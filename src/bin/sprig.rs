//! sprig CLI: thin commands over the repository operations.

use std::io::Write;
use std::path::{Path, PathBuf};
use std::process;

use clap::{Parser, Subcommand};
use sprig::{
    Error, InitOptions, ObjectKind, RefTarget, Repository, Result, Signature, Status, TreeEntry,
};

#[derive(Parser)]
#[command(name = "sprig", about = "sprig: a small content-addressed version control core", version)]
struct Cli {
    #[command(subcommand)]
    command: Commands,
}

#[derive(Subcommand)]
enum Commands {
    /// Create an empty repository.
    Init {
        /// Directory to create the repository in.
        #[arg(default_value = ".")]
        path: PathBuf,

        /// Branch HEAD starts out on.
        #[arg(long, default_value = "master")]
        initial_branch: String,
    },

    /// Compute the object id of a file, optionally storing it.
    HashObject {
        /// Store the object.
        #[arg(short = 'w')]
        write: bool,

        /// Object kind: blob, tree, commit or tag.
        #[arg(short = 't', default_value = "blob")]
        kind: String,

        path: PathBuf,
    },

    /// Print an object's payload.
    CatFile {
        /// Print the object's kind instead of its payload.
        #[arg(short = 't')]
        show_type: bool,

        object: String,
    },

    /// Resolve a revision to an object id.
    RevParse {
        /// Peel the result to this kind.
        #[arg(long = "type")]
        kind: Option<String>,

        name: String,
    },

    /// List refs with the ids they resolve to.
    ShowRef,

    /// List staged paths.
    LsFiles {
        /// Show mode and object id too.
        #[arg(long, short)]
        stage: bool,
    },

    /// List the contents of a tree.
    LsTree {
        /// Recurse into subtrees.
        #[arg(short = 'r')]
        recursive: bool,

        tree: String,
    },

    /// Stage files and directories.
    Add {
        /// Stage the whole worktree.
        #[arg(long, short = 'A')]
        all: bool,

        paths: Vec<PathBuf>,
    },

    /// Show new, changed and deleted paths.
    Status {
        /// Print JSON.
        #[arg(long)]
        json: bool,
    },

    /// Store the staged tree and print its id.
    WriteTree,

    /// Commit the staged tree on the current branch.
    Commit {
        #[arg(long, short)]
        message: String,

        #[arg(long, env = "SPRIG_AUTHOR_NAME")]
        author_name: Option<String>,

        #[arg(long, env = "SPRIG_AUTHOR_EMAIL")]
        author_email: Option<String>,
    },

    /// Show the commits reachable from a revision.
    Log {
        #[arg(default_value = "HEAD")]
        rev: String,

        /// Print the parent graph in Graphviz dot format.
        #[arg(long)]
        graph: bool,
    },

    /// Write a revision's tree into an empty directory.
    Checkout {
        rev: String,

        /// Destination; created when missing, must be empty otherwise.
        path: PathBuf,
    },

    /// List tags, or create one.
    Tag {
        name: Option<String>,

        /// Object to tag.
        #[arg(default_value = "HEAD")]
        object: String,

        /// Store an annotated tag object.
        #[arg(short = 'a')]
        annotate: bool,

        /// Annotation message (implies -a).
        #[arg(short = 'm')]
        message: Option<String>,
    },

    /// List branches, or create or delete one.
    Branch {
        name: Option<String>,

        /// Commit the new branch starts at.
        #[arg(default_value = "HEAD")]
        start: String,

        /// Delete the branch.
        #[arg(short = 'd')]
        delete: bool,
    },
}

fn main() {
    env_logger::Builder::from_env(env_logger::Env::default().default_filter_or("warn")).init();

    let cli = Cli::parse();
    let cwd = std::env::current_dir().unwrap_or_else(|e| {
        eprintln!("error: cannot determine current directory: {e}");
        process::exit(1);
    });

    let result = match cli.command {
        Commands::Init {
            path,
            initial_branch,
        } => cmd_init(&cwd.join(path), initial_branch),
        Commands::HashObject { write, kind, path } => cmd_hash_object(&cwd, &cwd.join(path), &kind, write),
        Commands::CatFile { show_type, object } => cmd_cat_file(&cwd, &object, show_type),
        Commands::RevParse { kind, name } => cmd_rev_parse(&cwd, &name, kind.as_deref()),
        Commands::ShowRef => cmd_show_ref(&cwd),
        Commands::LsFiles { stage } => cmd_ls_files(&cwd, stage),
        Commands::LsTree { recursive, tree } => cmd_ls_tree(&cwd, &tree, recursive),
        Commands::Add { all, paths } => cmd_add(&cwd, all, paths),
        Commands::Status { json } => cmd_status(&cwd, json),
        Commands::WriteTree => cmd_write_tree(&cwd),
        Commands::Commit {
            message,
            author_name,
            author_email,
        } => cmd_commit(&cwd, &message, author_name, author_email),
        Commands::Log { rev, graph } => cmd_log(&cwd, &rev, graph),
        Commands::Checkout { rev, path } => cmd_checkout(&cwd, &rev, &cwd.join(path)),
        Commands::Tag {
            name,
            object,
            annotate,
            message,
        } => cmd_tag(&cwd, name, &object, annotate, message),
        Commands::Branch {
            name,
            start,
            delete,
        } => cmd_branch(&cwd, name, &start, delete),
    };

    if let Err(e) = result {
        eprintln!("error: {e}");
        process::exit(exit_code(&e));
    }
}

fn exit_code(err: &Error) -> i32 {
    match err {
        Error::NotFound(_) | Error::Ambiguous { .. } | Error::InvalidArgument(_) => 128,
        _ => 1,
    }
}

fn open_repo(cwd: &Path) -> Result<Repository> {
    Repository::discover(cwd)?.ok_or_else(|| {
        Error::not_found(format!(
            "not a sprig repository (or any parent up to /): {}",
            cwd.display()
        ))
    })
}

fn parse_kind(kind: &str) -> Result<ObjectKind> {
    kind.parse()
}

fn cmd_init(path: &Path, initial_branch: String) -> Result<()> {
    let repo = Repository::init(
        path,
        InitOptions {
            initial_branch,
            ..InitOptions::default()
        },
    )?;
    println!("Initialized empty repository in {}", repo.meta_dir().display());
    Ok(())
}

fn cmd_hash_object(cwd: &Path, path: &Path, kind: &str, write: bool) -> Result<()> {
    let kind = parse_kind(kind)?;
    let id = if write {
        open_repo(cwd)?.hash_file(path, kind, true)?
    } else {
        let data = std::fs::read(path).map_err(|e| Error::io(path, e))?;
        if kind != ObjectKind::Blob {
            sprig::Object::deserialize(kind, &data)?;
        }
        sprig::hash::hash_object(kind, &data)
    };
    println!("{id}");
    Ok(())
}

fn cmd_cat_file(cwd: &Path, object: &str, show_type: bool) -> Result<()> {
    let repo = open_repo(cwd)?;
    let id = repo.rev_parse(object, None)?;
    let obj = repo.read_object(id)?;
    if show_type {
        println!("{}", obj.kind());
        return Ok(());
    }
    let mut out = std::io::stdout().lock();
    match &obj {
        sprig::Object::Tree(tree) => {
            for entry in tree.entries() {
                writeln!(out, "{}", format_tree_entry(entry, &entry.name_lossy()))?;
            }
        }
        other => out.write_all(&other.serialize())?,
    }
    Ok(())
}

fn cmd_rev_parse(cwd: &Path, name: &str, kind: Option<&str>) -> Result<()> {
    let repo = open_repo(cwd)?;
    let kind = kind.map(parse_kind).transpose()?;
    println!("{}", repo.rev_parse(name, kind)?);
    Ok(())
}

fn cmd_show_ref(cwd: &Path) -> Result<()> {
    let repo = open_repo(cwd)?;
    for (name, id) in repo.list_refs()?.flatten("refs") {
        println!("{id} {name}");
    }
    Ok(())
}

fn cmd_ls_files(cwd: &Path, stage: bool) -> Result<()> {
    let repo = open_repo(cwd)?;
    for entry in repo.load_index()? {
        if stage {
            println!("{:06o} {} {}\t{}", entry.mode, entry.id, entry.stage(), entry.path);
        } else {
            println!("{}", entry.path);
        }
    }
    Ok(())
}

fn format_tree_entry(entry: &TreeEntry, path: &str) -> String {
    let kind = if entry.is_tree() { "tree" } else { "blob" };
    format!("{:06o} {} {}\t{}", entry.mode, kind, entry.id, path)
}

fn cmd_ls_tree(cwd: &Path, tree: &str, recursive: bool) -> Result<()> {
    let repo = open_repo(cwd)?;
    let id = repo.rev_parse(tree, Some(ObjectKind::Tree))?;
    if recursive {
        for (path, entry) in repo.read_tree_recursive(id)? {
            println!("{}", format_tree_entry(&entry, &path));
        }
    } else {
        let tree = sprig::tree::read_tree(repo.objects(), id)?;
        for entry in tree.entries() {
            println!("{}", format_tree_entry(entry, &entry.name_lossy()));
        }
    }
    Ok(())
}

fn cmd_add(cwd: &Path, all: bool, paths: Vec<PathBuf>) -> Result<()> {
    let repo = open_repo(cwd)?;
    let paths: Vec<PathBuf> = if all {
        vec![repo.worktree().to_path_buf()]
    } else if paths.is_empty() {
        return Err(Error::invalid_argument("nothing specified, nothing added"));
    } else {
        paths.into_iter().map(|p| cwd.join(p)).collect()
    };
    repo.stage(&paths)?;
    Ok(())
}

fn print_section(title: &str, paths: &std::collections::BTreeSet<String>) {
    if paths.is_empty() {
        return;
    }
    println!("{title}:");
    for path in paths {
        println!("    {path}");
    }
}

fn cmd_status(cwd: &Path, json: bool) -> Result<()> {
    let repo = open_repo(cwd)?;
    let status: Status = repo.compute_status()?;
    if json {
        let text = serde_json::to_string_pretty(&status)
            .map_err(|e| Error::invalid_argument(e.to_string()))?;
        println!("{text}");
        return Ok(());
    }

    if let Some(branch) = repo.branches().current_name()? {
        println!("On branch {branch}");
    }
    if status.is_clean() {
        println!("nothing to commit, working tree matches the index");
        return Ok(());
    }
    print_section("new", &status.new);
    print_section("changed", &status.changed);
    print_section("deleted", &status.deleted);
    Ok(())
}

fn cmd_write_tree(cwd: &Path) -> Result<()> {
    let repo = open_repo(cwd)?;
    println!("{}", repo.write_tree()?);
    Ok(())
}

fn cmd_commit(
    cwd: &Path,
    message: &str,
    author_name: Option<String>,
    author_email: Option<String>,
) -> Result<()> {
    let repo = open_repo(cwd)?;
    let author = author_name.map(|name| Signature::now(name, author_email.unwrap_or_default()));
    let id = repo.commit(message, author)?;
    let branch = repo.branches().current_name()?;
    let short = &id.to_hex()[..7];
    match branch {
        Some(branch) => println!("[{branch} {short}] {}", message.lines().next().unwrap_or("")),
        None => println!("[detached HEAD {short}] {}", message.lines().next().unwrap_or("")),
    }
    Ok(())
}

fn cmd_log(cwd: &Path, rev: &str, graph: bool) -> Result<()> {
    let repo = open_repo(cwd)?;
    let history = repo.log(rev)?;
    let mut out = std::io::stdout().lock();
    if graph {
        writeln!(out, "digraph sprig {{")?;
        for (id, commit) in &history {
            for parent in &commit.parents {
                writeln!(out, "  c_{id} -> c_{parent};")?;
            }
        }
        writeln!(out, "}}")?;
        return Ok(());
    }
    for (id, commit) in &history {
        writeln!(out, "commit {id}")?;
        if commit.parents.len() > 1 {
            let short: Vec<String> = commit.parents.iter().map(|p| p.to_hex()[..7].to_string()).collect();
            writeln!(out, "Merge: {}", short.join(" "))?;
        }
        writeln!(out, "Author: {} <{}>", commit.author.name, commit.author.email)?;
        writeln!(out)?;
        for line in commit.message.lines() {
            writeln!(out, "    {line}")?;
        }
        writeln!(out)?;
    }
    Ok(())
}

fn cmd_checkout(cwd: &Path, rev: &str, path: &Path) -> Result<()> {
    let repo = open_repo(cwd)?;
    let written = repo.checkout(rev, path)?;
    println!("Checked out {written} files into {}", path.display());
    Ok(())
}

fn cmd_tag(
    cwd: &Path,
    name: Option<String>,
    object: &str,
    annotate: bool,
    message: Option<String>,
) -> Result<()> {
    let repo = open_repo(cwd)?;
    let name = match name {
        Some(name) => name,
        None => {
            for tag in repo.tags().list()? {
                println!("{tag}");
            }
            return Ok(());
        }
    };
    let message = match (annotate, message) {
        (_, Some(message)) => Some(message),
        (true, None) => Some(String::new()),
        (false, None) => None,
    };
    repo.create_tag(&name, object, message.as_deref(), None)?;
    Ok(())
}

fn cmd_branch(cwd: &Path, name: Option<String>, start: &str, delete: bool) -> Result<()> {
    let repo = open_repo(cwd)?;
    let branches = repo.branches();
    let name = match name {
        Some(name) => name,
        None => {
            let current = branches.current_name()?;
            for branch in branches.list()? {
                let marker = if current.as_deref() == Some(branch.as_str()) { "*" } else { " " };
                println!("{marker} {branch}");
            }
            if let (Some(current), RefTarget::Symbolic(_)) = (&current, repo.head()?) {
                if !branches.has(current)? {
                    println!("* {current} (unborn)");
                }
            }
            return Ok(());
        }
    };

    if delete {
        branches.delete(&name)?;
        return Ok(());
    }
    if branches.has(&name)? {
        return Err(Error::already_exists(format!("branch '{name}'")));
    }
    let id = repo.rev_parse(start, Some(ObjectKind::Commit))?;
    branches.set(&name, id)
}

Work to complete → State, as a bare number, how many lines of the material include the string "staged".

Problem solution → 3